Sulla necessità di rendere attrattivo l’ospedale mirandolese, il discorso tocca anche i professionisti della sanità. Ucman e Comune di Mirandola ci hanno provato con un bando affitti destinato al personale sanitario, che non ha avuto successo. Per il Comitato però gli affitti non sono l’aspetto decisivo: “Il punto piuttosto è che in ambiente medico c’è sfiducia nelle prospettive del nostro ospedale – commentano – Molti servizi sono diventati operativi per 12 ore. Per un professionista è meglio lavorare in un ospedale che fornisce servizi per 24 ore, dove può affinare le sue competenze e non subisce la frustrazione di demandare ad altri i processi di cura, come invece succede da tempo a Mirandola.
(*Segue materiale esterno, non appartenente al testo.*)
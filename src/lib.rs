//! Post-expansion belief training data for heuristic search
//!
//! Umbrella crate re-exporting the workspace members:
//!
//! - [`histogram`] — keyed sample histograms with count-conservation
//!   checking and the shared text serialization;
//! - [`pipeline`] — readers, the expected-h* table, the greedy backup
//!   simulator, the distribution combiner, and the driver tying them
//!   together.
//!
//! The typical batch run is a single call:
//!
//! ```rust,no_run
//! use std::io;
//! use std::path::Path;
//! use search_beliefs::pipeline::{run, LogObserver};
//!
//! let mut stdout = io::stdout().lock();
//! run(
//!     Path::new("hstar_data"),
//!     Path::new("successors"),
//!     &mut stdout,
//!     &mut LogObserver,
//! ).unwrap();
//! ```

pub use belief_histogram as histogram;
pub use belief_pipeline as pipeline;

pub use belief_histogram::{HistogramKey, KeyCounts, SampleHistogram};
pub use belief_pipeline::{
    combine, run, AverageTable, LogObserver, NullObserver, PipelineObserver, SelectionTable,
    Successor, SuccessorRecord,
};
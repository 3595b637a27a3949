//! Error types for the belief pipeline
//!
//! Two failure classes abort a run: format errors, where a well-formed line
//! carries an impossible value (corrupt upstream aggregation), and
//! consistency violations, where internal bookkeeping disagrees with itself.
//! Line noise is not an error at all; readers skip malformed lines.

use thiserror::Error;

/// Error type for pipeline operations
#[derive(Error, Debug)]
pub enum Error {
    /// A structurally valid line carried a value the format forbids
    #[error("format error in {origin} line {line}: {reason}")]
    Format {
        origin: String,
        line: usize,
        reason: String,
    },

    /// Internal bookkeeping invariant failed; no output may be emitted
    #[error("consistency violation: {0}")]
    Consistency(String),

    /// Histogram bookkeeping error
    #[error(transparent)]
    Histogram(#[from] belief_histogram::Error),

    /// IO error (for file operations)
    #[error("IO error: {0}")]
    Io(#[from] std::io::Error),
}

/// Result type alias using our Error type
pub type Result<T> = std::result::Result<T, Error>;
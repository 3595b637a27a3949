//! Line-oriented readers for belief training data
//!
//! Every format is whitespace-separated signed integers, one record per
//! line. The collectors producing these files are noisy, so lines that do
//! not parse as integers (or, for the merged-distribution format, have an
//! impossible token count) are tolerated and skipped. Impossible *values* on
//! otherwise well-formed lines indicate a corrupt upstream aggregation and
//! abort the run.

use std::fs::File;
use std::io::{BufRead, BufReader};
use std::path::Path;

use belief_histogram::{HistogramKey, SampleHistogram};

use crate::backup::{Successor, SuccessorRecord};
use crate::error::{Error, Result};

/// Parse a line into integer tokens; `None` if any token is not an integer
fn parse_tokens(line: &str) -> Option<Vec<i64>> {
    line.split_whitespace().map(|token| token.parse().ok()).collect()
}

/// Merge one pre-aggregated distribution stream into `histogram`.
///
/// Line format: `key totalSamples (outcome count)+`, where the key occupies
/// [`HistogramKey::TOKENS`] leading tokens. The declared total is
/// accumulated verbatim; verify the merged result with
/// [`SampleHistogram::check_conservation`] once all inputs are in.
pub fn read_distribution<K, R>(
    input: R,
    origin: &str,
    histogram: &mut SampleHistogram<K>,
) -> Result<()>
where
    K: HistogramKey,
    R: BufRead,
{
    for (idx, line) in input.lines().enumerate() {
        let line = line?;
        let line_no = idx + 1;
        let Some(values) = parse_tokens(&line) else {
            log::debug!("{origin}:{line_no}: non-integer token, line skipped");
            continue;
        };
        if values.is_empty() {
            continue;
        }
        if values.len() < K::TOKENS + 3 || (values.len() - K::TOKENS - 1) % 2 != 0 {
            log::debug!(
                "{origin}:{line_no}: bad token count {}, line skipped",
                values.len()
            );
            continue;
        }
        let key = K::from_tokens(&values[..K::TOKENS]);
        let total = values[K::TOKENS];
        if total <= 0 {
            return Err(Error::Format {
                origin: origin.to_string(),
                line: line_no,
                reason: format!("total sample count {total} must be positive"),
            });
        }
        histogram.add_observed_total(key, total as u64);
        for pair in values[K::TOKENS + 1..].chunks_exact(2) {
            let (outcome, count) = (pair[0], pair[1]);
            if count < 0 {
                return Err(Error::Format {
                    origin: origin.to_string(),
                    line: line_no,
                    reason: format!("negative sample count {count} for outcome {outcome}"),
                });
            }
            histogram.add_outcome(key, outcome, count as u64);
        }
    }
    Ok(())
}

/// Merge one pre-aggregated distribution file into `histogram`
pub fn read_distribution_file<K: HistogramKey>(
    path: &Path,
    histogram: &mut SampleHistogram<K>,
) -> Result<()> {
    let input = BufReader::new(File::open(path)?);
    read_distribution(input, &path.display().to_string(), histogram)
}

/// Stream successor-expansion records to `consume`, one line at a time.
///
/// Line format: `parentH (transitionCost successorH)+`, an odd token count
/// of at least 3. Successor order within a record is significant (the backup
/// tie-break keeps the first minimum) and is preserved exactly. Records are
/// handed off as they are decoded; none are retained here.
pub fn stream_successors<R, F>(input: R, origin: &str, mut consume: F) -> Result<()>
where
    R: BufRead,
    F: FnMut(SuccessorRecord),
{
    for (idx, line) in input.lines().enumerate() {
        let line = line?;
        let line_no = idx + 1;
        let Some(values) = parse_tokens(&line) else {
            log::debug!("{origin}:{line_no}: non-integer token, line skipped");
            continue;
        };
        if values.is_empty() {
            continue;
        }
        if values.len() < 3 || values.len() % 2 == 0 {
            return Err(Error::Format {
                origin: origin.to_string(),
                line: line_no,
                reason: format!(
                    "expected an odd token count of at least 3, got {}",
                    values.len()
                ),
            });
        }
        let successors = values[1..]
            .chunks_exact(2)
            .map(|pair| Successor {
                cost: pair[0],
                h: pair[1],
            })
            .collect();
        consume(SuccessorRecord {
            parent_h: values[0],
            successors,
        });
    }
    Ok(())
}

/// Stream successor-expansion records from a file
pub fn stream_successors_file<F>(path: &Path, consume: F) -> Result<()>
where
    F: FnMut(SuccessorRecord),
{
    let input = BufReader::new(File::open(path)?);
    stream_successors(input, &path.display().to_string(), consume)
}

/// Merge raw one-sample-per-line data into `histogram`.
///
/// Lines follow the collector's per-key-shape layout (see
/// [`HistogramKey::from_raw_sample`]): `h hstar` for scalar keys,
/// `h hstar parentH` for pair keys. Every matching line adds exactly one
/// sample; any other line shape is skipped.
pub fn read_raw_samples<K, R>(input: R, histogram: &mut SampleHistogram<K>) -> Result<()>
where
    K: HistogramKey,
    R: BufRead,
{
    for line in input.lines() {
        let line = line?;
        let Some(values) = parse_tokens(&line) else {
            continue;
        };
        if values.len() != K::TOKENS + 1 {
            continue;
        }
        let (key, outcome) = K::from_raw_sample(&values);
        histogram.add_sample(key, outcome, 1);
    }
    Ok(())
}

#[cfg(test)]
mod tests {
    use super::*;
    use std::io::Cursor;

    #[test]
    fn test_distribution_accumulates_totals_and_pairs() {
        let data = "5 4 2 3 4 1\n5 2 2 1 6 1\n7 1 9 1\n";
        let mut hist = SampleHistogram::new();
        read_distribution(Cursor::new(data), "test", &mut hist).unwrap();

        let counts = hist.get(&5i64).unwrap();
        assert_eq!(counts.total(), 6);
        assert_eq!(counts.outcome_count(2), 4);
        assert_eq!(counts.outcome_count(4), 1);
        assert_eq!(counts.outcome_count(6), 1);
        assert_eq!(hist.get(&7i64).unwrap().total(), 1);
        hist.check_conservation().unwrap();
    }

    #[test]
    fn test_distribution_skips_malformed_lines() {
        // one good line, one odd token count, one non-integer, one blank
        let data = "5 4 2 3 4 1\n5 4 2\nfive 4 2 3\n\n";
        let mut hist = SampleHistogram::new();
        read_distribution(Cursor::new(data), "test", &mut hist).unwrap();

        assert_eq!(hist.len(), 1);
        assert_eq!(hist.get(&5i64).unwrap().total(), 4);
    }

    #[test]
    fn test_distribution_rejects_nonpositive_total() {
        let data = "5 0 2 3\n";
        let mut hist = SampleHistogram::<i64>::new();
        let err = read_distribution(Cursor::new(data), "test", &mut hist).unwrap_err();
        assert!(matches!(err, Error::Format { line: 1, .. }));
    }

    #[test]
    fn test_distribution_rejects_negative_count() {
        let data = "5 4 2 -3\n";
        let mut hist = SampleHistogram::<i64>::new();
        let err = read_distribution(Cursor::new(data), "test", &mut hist).unwrap_err();
        assert!(matches!(err, Error::Format { line: 1, .. }));
    }

    #[test]
    fn test_distribution_pair_keys() {
        let data = "3 9 2 5 1 6 1\n";
        let mut hist = SampleHistogram::new();
        read_distribution(Cursor::new(data), "test", &mut hist).unwrap();

        let counts = hist.get(&(3i64, 9i64)).unwrap();
        assert_eq!(counts.total(), 2);
        assert_eq!(counts.outcome_count(5), 1);
    }

    #[test]
    fn test_round_trip_serialization() {
        let mut hist = SampleHistogram::new();
        hist.add_sample(1i64, 3, 2);
        hist.add_sample(1i64, 7, 5);
        hist.add_sample(-4i64, 0, 1);

        let mut out = Vec::new();
        hist.write_to(&mut out).unwrap();

        let mut reread = SampleHistogram::new();
        read_distribution(Cursor::new(out), "round-trip", &mut reread).unwrap();
        assert_eq!(hist, reread);
    }

    #[test]
    fn test_successors_stream_in_order() {
        let data = "4 1 3 0 5\n2 7 1\n";
        let mut records = Vec::new();
        stream_successors(Cursor::new(data), "test", |record| records.push(record)).unwrap();

        assert_eq!(records.len(), 2);
        assert_eq!(records[0].parent_h, 4);
        assert_eq!(
            records[0].successors,
            vec![Successor { cost: 1, h: 3 }, Successor { cost: 0, h: 5 }]
        );
        assert_eq!(records[1].parent_h, 2);
        assert_eq!(records[1].successors, vec![Successor { cost: 7, h: 1 }]);
    }

    #[test]
    fn test_successors_skip_noninteger_lines() {
        let data = "4 1 3\nnoise here\n2 7 1\n";
        let mut count = 0;
        stream_successors(Cursor::new(data), "test", |_| count += 1).unwrap();
        assert_eq!(count, 2);
    }

    #[test]
    fn test_successors_reject_even_token_count() {
        let data = "4 1 3 0\n";
        let err = stream_successors(Cursor::new(data), "test", |_| {}).unwrap_err();
        assert!(matches!(err, Error::Format { line: 1, .. }));
    }

    #[test]
    fn test_raw_samples_count_one_each() {
        let data = "5 7\n5 7\n5 9\n3 4\nbad line\n5 9 1\n";
        let mut hist = SampleHistogram::new();
        read_raw_samples::<i64, _>(Cursor::new(data), &mut hist).unwrap();

        let counts = hist.get(&5i64).unwrap();
        assert_eq!(counts.total(), 3);
        assert_eq!(counts.outcome_count(7), 2);
        assert_eq!(counts.outcome_count(9), 1);
        assert_eq!(hist.get(&3i64).unwrap().total(), 1);
    }

    #[test]
    fn test_raw_samples_pair_keys_use_collector_layout() {
        // columns are h, observed h*, parent h; the key is (h, parent h)
        let data = "5 7 6\n5 7 6\n5 3 2\n";
        let mut hist = SampleHistogram::new();
        read_raw_samples::<(i64, i64), _>(Cursor::new(data), &mut hist).unwrap();

        let counts = hist.get(&(5, 6)).unwrap();
        assert_eq!(counts.total(), 2);
        assert_eq!(counts.outcome_count(7), 2);
        assert_eq!(hist.get(&(5, 2)).unwrap().outcome_count(3), 1);
    }
}
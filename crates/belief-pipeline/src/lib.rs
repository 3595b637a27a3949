//! Post-expansion belief construction for heuristic search
//!
//! This crate turns logged search training data into the distribution of
//! f-values an agent should expect right after expanding a state and
//! committing to its best-looking successor under a one-step lookahead.
//!
//! The pipeline runs in four strictly sequential stages:
//!
//! 1. **read** — merge the pre-aggregated h* distribution file into a
//!    [`SampleHistogram`](belief_histogram::SampleHistogram);
//! 2. **average** — derive the count-weighted expected h* per heuristic
//!    value ([`AverageTable`]);
//! 3. **simulate** — stream successor-expansion records through the greedy
//!    backup rule, counting which `(successor h, transition cost)` each
//!    parent commits to ([`SelectionTable`]);
//! 4. **combine** — convolve each selected successor's h* distribution with
//!    its transition cost into the final per-parent f-value distribution.
//!
//! Averages must be complete before any record is simulated, so the stages
//! cannot be interleaved. Successor files are streamed one line at a time;
//! no file's records are ever held in memory at once.
//!
//! # Example
//!
//! ```rust
//! use belief_histogram::SampleHistogram;
//! use belief_pipeline::{combine, AverageTable, SelectionTable, Successor, SuccessorRecord};
//!
//! let mut hstar = SampleHistogram::new();
//! hstar.add_sample(2i64, 5, 2);
//! hstar.add_sample(2i64, 6, 1);
//!
//! let averages = AverageTable::from_histogram(&hstar).unwrap();
//! let mut selections = SelectionTable::new();
//! let record = SuccessorRecord {
//!     parent_h: 1,
//!     successors: vec![Successor { cost: 1, h: 2 }],
//! };
//! assert!(selections.observe(&record, &averages));
//!
//! let post = combine(&selections, &hstar).unwrap();
//! assert_eq!(post.get(&1).unwrap().total(), 3);
//! ```

pub mod backup;
pub mod combine;
pub mod driver;
pub mod error;
pub mod expectation;
pub mod observer;
pub mod reader;

pub use backup::{SelectionTable, Successor, SuccessorRecord};
pub use combine::combine;
pub use driver::{merge_raw_directory, run};
pub use error::{Error, Result};
pub use expectation::AverageTable;
pub use observer::{LogObserver, NullObserver, PipelineObserver};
I nostri medici si impegnano molto e offrono servizi di eccellenza, ma percepiscono difficoltà a gestire patologie sempre più complesse dove la differenza la fanno il team e le tecnologie. Servirebbe investire di più, ma non viene fatto e il personale si allontana. E dato che il personale si allontana, chi amministra decide che non vale la pena investire. È un serpente che si morde la coda”.
Bando per il personale sanitario di Mirandola: è flop
Sul riscontro ottenuto dai politici locali durante gli incontri, il Comitato “Salviamo l’ospedale della Bassa” commenta così: “Molti consiglieri non erano al corrente dei particolari che abbiamo fatto notare. I nostri interventi sono stati utili ad instillare dei dubbi. Abbiamo trovato ascolto e attenzione, anche da parte di consiglieri tagliati fuori dalla discussione. Contiamo su uno scatto in avanti dei sindaci a difesa dei diritti dei cittadini. Rispetto al fatto che molti trovino insostenibile la nostra idea di un ospedale baricentrico, da costruire all’altezza di Cavezzo, stiamo ancora aspettando che qualcuno ci spieghi perché sia insostenibile. Forse due nosocomi costano meno di uno? Il fatto è che i carpigiani vogliono l’ospedale sotto casa. Legittimo, ma allora è legittima anche la nostra richiesta di avere un ospedale di pari livello. Aggiungiamo che è assurdo parlare di partecipazione quando c’è una clausola di segretezza che vincola i documenti: la segretezza è il contrario di una partecipazione consapevole”.